### WORKING DATA ###

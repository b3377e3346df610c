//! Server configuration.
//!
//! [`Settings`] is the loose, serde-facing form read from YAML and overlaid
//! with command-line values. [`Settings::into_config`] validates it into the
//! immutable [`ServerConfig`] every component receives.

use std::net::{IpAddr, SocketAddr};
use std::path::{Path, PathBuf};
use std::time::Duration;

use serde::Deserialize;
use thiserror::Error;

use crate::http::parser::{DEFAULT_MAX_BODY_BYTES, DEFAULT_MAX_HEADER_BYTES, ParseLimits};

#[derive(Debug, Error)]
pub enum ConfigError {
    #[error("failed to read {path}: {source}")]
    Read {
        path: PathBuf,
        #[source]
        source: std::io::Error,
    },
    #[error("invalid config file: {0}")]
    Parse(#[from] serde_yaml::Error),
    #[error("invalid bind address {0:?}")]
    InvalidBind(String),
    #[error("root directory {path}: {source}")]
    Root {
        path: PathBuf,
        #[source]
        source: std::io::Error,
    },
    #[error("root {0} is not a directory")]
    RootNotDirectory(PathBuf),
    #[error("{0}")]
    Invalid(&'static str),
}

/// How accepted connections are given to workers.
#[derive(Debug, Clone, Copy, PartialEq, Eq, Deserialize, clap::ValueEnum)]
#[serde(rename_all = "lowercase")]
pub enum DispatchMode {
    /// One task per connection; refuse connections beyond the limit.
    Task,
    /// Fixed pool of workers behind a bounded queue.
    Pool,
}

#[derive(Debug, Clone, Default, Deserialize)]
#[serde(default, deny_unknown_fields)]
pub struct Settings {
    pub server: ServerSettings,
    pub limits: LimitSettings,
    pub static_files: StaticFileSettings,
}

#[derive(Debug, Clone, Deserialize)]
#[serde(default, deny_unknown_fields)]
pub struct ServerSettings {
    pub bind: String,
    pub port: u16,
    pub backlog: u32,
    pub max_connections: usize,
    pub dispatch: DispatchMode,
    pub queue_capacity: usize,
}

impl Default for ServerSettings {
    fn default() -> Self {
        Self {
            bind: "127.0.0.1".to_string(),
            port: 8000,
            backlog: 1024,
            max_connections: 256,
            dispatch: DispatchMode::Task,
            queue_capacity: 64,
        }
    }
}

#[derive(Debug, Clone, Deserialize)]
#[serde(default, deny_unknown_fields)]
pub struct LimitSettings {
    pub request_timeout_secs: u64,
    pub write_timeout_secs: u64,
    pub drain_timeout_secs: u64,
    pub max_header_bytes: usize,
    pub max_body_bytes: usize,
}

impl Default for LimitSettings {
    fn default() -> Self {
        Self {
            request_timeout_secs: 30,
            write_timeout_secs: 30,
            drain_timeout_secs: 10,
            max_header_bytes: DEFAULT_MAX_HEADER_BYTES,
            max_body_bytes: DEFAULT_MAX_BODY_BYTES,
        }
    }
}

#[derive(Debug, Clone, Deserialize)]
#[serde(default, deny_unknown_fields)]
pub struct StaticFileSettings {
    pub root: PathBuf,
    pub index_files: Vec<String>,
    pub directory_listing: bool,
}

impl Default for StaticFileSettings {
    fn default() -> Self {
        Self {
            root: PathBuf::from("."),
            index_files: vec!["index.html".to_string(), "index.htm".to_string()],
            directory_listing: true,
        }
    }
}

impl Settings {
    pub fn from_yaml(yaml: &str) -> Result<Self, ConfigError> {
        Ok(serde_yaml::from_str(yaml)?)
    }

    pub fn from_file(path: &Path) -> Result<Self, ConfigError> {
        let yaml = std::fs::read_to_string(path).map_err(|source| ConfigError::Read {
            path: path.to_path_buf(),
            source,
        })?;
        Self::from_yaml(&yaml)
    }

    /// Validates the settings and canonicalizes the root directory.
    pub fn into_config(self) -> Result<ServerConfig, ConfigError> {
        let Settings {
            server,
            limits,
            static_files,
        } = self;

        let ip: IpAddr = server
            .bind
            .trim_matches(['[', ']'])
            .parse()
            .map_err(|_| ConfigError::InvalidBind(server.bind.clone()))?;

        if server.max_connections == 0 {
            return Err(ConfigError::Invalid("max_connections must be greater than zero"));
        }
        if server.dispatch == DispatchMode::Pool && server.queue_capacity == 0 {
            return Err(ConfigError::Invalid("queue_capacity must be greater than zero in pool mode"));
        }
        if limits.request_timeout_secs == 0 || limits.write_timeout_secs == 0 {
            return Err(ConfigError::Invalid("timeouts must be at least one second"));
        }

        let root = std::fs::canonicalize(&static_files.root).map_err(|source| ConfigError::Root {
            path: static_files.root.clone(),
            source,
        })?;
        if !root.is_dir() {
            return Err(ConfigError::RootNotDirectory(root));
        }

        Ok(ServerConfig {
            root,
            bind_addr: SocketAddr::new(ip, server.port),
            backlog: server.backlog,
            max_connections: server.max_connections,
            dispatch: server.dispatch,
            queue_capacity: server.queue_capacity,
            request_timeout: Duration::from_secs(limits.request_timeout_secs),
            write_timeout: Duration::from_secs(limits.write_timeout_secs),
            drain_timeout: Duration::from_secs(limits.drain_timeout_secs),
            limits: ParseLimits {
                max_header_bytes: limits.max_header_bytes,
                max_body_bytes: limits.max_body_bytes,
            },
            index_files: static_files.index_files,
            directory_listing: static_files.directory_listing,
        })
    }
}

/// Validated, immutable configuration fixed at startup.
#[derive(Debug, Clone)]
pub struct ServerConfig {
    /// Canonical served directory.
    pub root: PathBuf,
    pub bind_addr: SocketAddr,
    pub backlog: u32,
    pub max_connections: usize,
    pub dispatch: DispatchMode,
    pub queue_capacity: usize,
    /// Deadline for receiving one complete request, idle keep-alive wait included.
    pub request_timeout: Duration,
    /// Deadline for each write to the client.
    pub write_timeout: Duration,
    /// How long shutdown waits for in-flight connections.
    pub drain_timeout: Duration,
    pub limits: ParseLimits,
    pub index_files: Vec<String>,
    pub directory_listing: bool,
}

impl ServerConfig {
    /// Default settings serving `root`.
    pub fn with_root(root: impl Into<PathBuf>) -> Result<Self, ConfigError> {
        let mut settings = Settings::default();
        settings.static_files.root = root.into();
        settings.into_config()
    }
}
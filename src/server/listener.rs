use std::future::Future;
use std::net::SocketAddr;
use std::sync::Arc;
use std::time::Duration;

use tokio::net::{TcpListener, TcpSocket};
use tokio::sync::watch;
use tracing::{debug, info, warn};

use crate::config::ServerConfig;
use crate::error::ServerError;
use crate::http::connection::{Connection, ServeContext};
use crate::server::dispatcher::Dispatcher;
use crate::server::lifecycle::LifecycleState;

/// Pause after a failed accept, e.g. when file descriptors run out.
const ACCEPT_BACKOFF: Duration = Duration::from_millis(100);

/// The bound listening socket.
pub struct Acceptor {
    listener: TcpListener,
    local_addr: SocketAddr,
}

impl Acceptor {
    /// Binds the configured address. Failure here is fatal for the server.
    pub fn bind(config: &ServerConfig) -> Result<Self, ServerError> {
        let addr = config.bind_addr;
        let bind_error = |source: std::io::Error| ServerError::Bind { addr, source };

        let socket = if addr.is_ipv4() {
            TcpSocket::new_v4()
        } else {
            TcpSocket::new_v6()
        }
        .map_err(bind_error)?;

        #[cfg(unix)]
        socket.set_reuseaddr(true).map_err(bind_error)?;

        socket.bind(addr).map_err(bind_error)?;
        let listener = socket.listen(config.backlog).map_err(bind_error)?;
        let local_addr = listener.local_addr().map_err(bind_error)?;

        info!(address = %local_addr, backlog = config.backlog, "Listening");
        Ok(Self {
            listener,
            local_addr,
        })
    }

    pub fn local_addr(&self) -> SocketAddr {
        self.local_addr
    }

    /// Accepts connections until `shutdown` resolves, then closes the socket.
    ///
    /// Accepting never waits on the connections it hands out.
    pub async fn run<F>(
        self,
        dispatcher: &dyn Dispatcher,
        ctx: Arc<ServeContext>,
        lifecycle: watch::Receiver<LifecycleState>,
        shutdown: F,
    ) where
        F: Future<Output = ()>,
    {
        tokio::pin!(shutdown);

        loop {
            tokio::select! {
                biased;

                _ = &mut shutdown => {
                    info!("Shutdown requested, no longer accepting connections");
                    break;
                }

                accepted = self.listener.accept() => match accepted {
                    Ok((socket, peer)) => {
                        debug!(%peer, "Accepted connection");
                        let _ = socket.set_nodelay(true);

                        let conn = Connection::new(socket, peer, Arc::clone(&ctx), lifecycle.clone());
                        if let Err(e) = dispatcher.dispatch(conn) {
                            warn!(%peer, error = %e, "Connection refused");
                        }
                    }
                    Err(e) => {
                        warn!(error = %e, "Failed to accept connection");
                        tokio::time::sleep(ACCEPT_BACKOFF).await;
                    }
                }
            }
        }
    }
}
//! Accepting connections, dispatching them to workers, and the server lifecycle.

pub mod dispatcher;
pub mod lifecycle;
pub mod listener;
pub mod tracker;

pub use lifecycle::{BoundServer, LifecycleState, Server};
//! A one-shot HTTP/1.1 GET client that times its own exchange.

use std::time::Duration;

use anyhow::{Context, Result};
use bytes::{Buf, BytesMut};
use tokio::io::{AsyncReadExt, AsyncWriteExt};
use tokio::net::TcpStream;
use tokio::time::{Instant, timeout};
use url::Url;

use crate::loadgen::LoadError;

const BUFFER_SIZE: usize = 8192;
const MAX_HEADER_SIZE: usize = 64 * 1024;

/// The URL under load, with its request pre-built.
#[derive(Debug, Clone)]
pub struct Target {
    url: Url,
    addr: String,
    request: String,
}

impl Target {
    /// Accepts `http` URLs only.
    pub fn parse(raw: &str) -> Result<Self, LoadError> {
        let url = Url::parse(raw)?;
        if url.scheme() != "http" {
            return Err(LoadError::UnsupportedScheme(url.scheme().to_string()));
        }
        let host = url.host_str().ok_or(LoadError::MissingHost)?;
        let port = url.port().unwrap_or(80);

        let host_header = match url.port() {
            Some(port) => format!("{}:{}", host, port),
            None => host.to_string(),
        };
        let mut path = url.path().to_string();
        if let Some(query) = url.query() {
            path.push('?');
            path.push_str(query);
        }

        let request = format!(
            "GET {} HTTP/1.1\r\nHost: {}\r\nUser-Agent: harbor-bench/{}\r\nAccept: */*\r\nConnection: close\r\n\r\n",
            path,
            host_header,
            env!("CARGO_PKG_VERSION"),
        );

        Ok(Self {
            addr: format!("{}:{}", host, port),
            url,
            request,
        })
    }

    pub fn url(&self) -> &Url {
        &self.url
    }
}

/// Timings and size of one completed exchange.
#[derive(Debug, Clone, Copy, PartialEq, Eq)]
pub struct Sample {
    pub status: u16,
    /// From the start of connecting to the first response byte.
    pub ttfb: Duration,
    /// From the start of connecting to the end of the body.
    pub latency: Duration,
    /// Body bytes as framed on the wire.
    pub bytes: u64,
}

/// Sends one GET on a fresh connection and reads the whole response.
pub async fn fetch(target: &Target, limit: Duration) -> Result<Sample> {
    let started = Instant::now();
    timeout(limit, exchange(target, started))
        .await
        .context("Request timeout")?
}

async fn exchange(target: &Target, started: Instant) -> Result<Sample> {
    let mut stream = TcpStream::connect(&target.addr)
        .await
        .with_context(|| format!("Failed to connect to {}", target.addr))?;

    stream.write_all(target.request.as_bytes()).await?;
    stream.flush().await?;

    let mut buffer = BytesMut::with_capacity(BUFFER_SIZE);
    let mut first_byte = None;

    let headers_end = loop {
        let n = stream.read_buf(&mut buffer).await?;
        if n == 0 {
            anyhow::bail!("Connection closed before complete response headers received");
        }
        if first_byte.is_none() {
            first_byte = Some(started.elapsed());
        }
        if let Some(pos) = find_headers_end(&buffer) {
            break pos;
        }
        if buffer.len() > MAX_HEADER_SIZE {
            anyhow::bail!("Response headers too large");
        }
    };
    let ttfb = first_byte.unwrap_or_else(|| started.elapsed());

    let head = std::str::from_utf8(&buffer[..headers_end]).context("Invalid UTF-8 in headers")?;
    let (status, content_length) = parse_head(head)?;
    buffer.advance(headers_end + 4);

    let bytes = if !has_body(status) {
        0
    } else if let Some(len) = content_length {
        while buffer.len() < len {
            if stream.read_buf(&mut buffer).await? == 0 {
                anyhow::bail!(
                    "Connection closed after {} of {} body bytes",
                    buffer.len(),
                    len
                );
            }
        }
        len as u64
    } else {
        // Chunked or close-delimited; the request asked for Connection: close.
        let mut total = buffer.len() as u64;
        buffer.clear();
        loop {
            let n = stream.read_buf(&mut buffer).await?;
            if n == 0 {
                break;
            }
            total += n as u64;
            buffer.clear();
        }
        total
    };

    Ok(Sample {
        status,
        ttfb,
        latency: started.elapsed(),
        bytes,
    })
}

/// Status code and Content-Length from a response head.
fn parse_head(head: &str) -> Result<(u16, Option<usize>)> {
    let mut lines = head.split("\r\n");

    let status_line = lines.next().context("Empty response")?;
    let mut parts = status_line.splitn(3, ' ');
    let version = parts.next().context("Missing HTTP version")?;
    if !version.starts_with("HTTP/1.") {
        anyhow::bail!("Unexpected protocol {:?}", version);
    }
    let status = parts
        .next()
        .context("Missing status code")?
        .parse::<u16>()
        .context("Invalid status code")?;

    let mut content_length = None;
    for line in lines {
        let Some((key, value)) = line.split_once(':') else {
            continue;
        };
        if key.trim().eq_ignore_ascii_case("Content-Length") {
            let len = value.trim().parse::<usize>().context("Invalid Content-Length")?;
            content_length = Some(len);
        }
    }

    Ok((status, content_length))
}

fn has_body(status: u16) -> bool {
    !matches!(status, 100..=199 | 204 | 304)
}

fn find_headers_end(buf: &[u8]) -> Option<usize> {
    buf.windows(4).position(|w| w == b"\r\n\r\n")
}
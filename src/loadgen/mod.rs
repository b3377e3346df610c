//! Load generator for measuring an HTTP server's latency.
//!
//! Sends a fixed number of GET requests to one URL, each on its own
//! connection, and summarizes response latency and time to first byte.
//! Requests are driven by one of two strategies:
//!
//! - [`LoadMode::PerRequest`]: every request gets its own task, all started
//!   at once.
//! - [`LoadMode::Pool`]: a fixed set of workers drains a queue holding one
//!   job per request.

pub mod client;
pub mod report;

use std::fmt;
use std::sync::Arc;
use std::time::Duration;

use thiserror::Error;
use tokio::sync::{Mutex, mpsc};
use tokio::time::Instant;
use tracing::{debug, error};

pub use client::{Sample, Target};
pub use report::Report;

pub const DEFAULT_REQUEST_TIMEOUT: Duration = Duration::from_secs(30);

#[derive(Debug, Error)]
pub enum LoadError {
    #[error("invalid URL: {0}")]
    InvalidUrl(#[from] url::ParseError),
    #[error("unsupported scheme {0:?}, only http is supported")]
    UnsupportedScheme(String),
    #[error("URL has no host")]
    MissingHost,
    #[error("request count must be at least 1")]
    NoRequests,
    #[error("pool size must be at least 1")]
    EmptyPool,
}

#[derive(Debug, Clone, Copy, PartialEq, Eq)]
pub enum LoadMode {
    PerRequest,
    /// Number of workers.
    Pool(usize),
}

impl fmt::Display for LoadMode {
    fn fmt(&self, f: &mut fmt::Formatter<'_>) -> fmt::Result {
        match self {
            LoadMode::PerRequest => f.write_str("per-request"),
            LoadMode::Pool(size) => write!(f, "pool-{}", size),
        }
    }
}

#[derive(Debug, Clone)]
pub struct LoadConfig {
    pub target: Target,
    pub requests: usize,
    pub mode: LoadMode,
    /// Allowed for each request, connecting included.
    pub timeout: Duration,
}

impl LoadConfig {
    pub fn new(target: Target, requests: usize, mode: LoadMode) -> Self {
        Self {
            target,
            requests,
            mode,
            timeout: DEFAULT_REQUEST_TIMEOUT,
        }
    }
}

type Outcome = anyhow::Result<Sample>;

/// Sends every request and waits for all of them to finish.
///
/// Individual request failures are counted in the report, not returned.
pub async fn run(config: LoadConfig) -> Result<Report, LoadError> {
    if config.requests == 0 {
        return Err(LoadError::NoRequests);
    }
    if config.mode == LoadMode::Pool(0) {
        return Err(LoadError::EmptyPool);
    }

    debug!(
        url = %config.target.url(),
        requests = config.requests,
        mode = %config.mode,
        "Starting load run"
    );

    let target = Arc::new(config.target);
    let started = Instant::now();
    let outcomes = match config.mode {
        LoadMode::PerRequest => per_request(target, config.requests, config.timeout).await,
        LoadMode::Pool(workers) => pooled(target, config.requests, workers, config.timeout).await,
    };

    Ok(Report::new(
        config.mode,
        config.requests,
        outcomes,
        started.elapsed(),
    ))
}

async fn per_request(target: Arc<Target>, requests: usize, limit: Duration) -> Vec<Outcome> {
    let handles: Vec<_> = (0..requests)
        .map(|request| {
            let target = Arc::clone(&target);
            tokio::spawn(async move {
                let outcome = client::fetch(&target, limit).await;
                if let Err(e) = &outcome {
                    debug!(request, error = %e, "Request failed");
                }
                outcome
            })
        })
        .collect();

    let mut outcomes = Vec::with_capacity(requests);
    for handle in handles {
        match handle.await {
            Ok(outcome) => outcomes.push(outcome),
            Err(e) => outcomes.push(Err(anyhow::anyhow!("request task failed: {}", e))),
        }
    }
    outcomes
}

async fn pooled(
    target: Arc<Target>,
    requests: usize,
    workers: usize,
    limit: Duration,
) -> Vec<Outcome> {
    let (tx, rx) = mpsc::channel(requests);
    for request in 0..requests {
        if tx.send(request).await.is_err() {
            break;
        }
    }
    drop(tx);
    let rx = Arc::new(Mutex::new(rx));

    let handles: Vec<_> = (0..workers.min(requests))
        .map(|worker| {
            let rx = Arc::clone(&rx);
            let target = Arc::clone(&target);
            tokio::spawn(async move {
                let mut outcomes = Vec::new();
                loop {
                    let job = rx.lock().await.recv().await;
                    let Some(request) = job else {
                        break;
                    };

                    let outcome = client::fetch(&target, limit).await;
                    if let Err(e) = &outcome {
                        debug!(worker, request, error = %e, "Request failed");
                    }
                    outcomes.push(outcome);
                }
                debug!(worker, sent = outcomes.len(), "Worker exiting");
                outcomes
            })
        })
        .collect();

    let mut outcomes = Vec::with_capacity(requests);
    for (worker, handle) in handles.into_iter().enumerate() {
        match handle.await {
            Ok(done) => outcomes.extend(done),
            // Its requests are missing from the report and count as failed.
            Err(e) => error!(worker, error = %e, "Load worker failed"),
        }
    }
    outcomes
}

###

YOUR GOAL: Please find every line in the listing that holds the string "anyhow" and copy it.

ANSWER TO THIS EXERCISE:
use anyhow::{Context, Result};
            anyhow::bail!("Connection closed before complete response headers received");
            anyhow::bail!("Response headers too large");
                anyhow::bail!(
        anyhow::bail!("Unexpected protocol {:?}", version);
type Outcome = anyhow::Result<Sample>;
            Err(e) => outcomes.push(Err(anyhow::anyhow!("request task failed: {}", e))),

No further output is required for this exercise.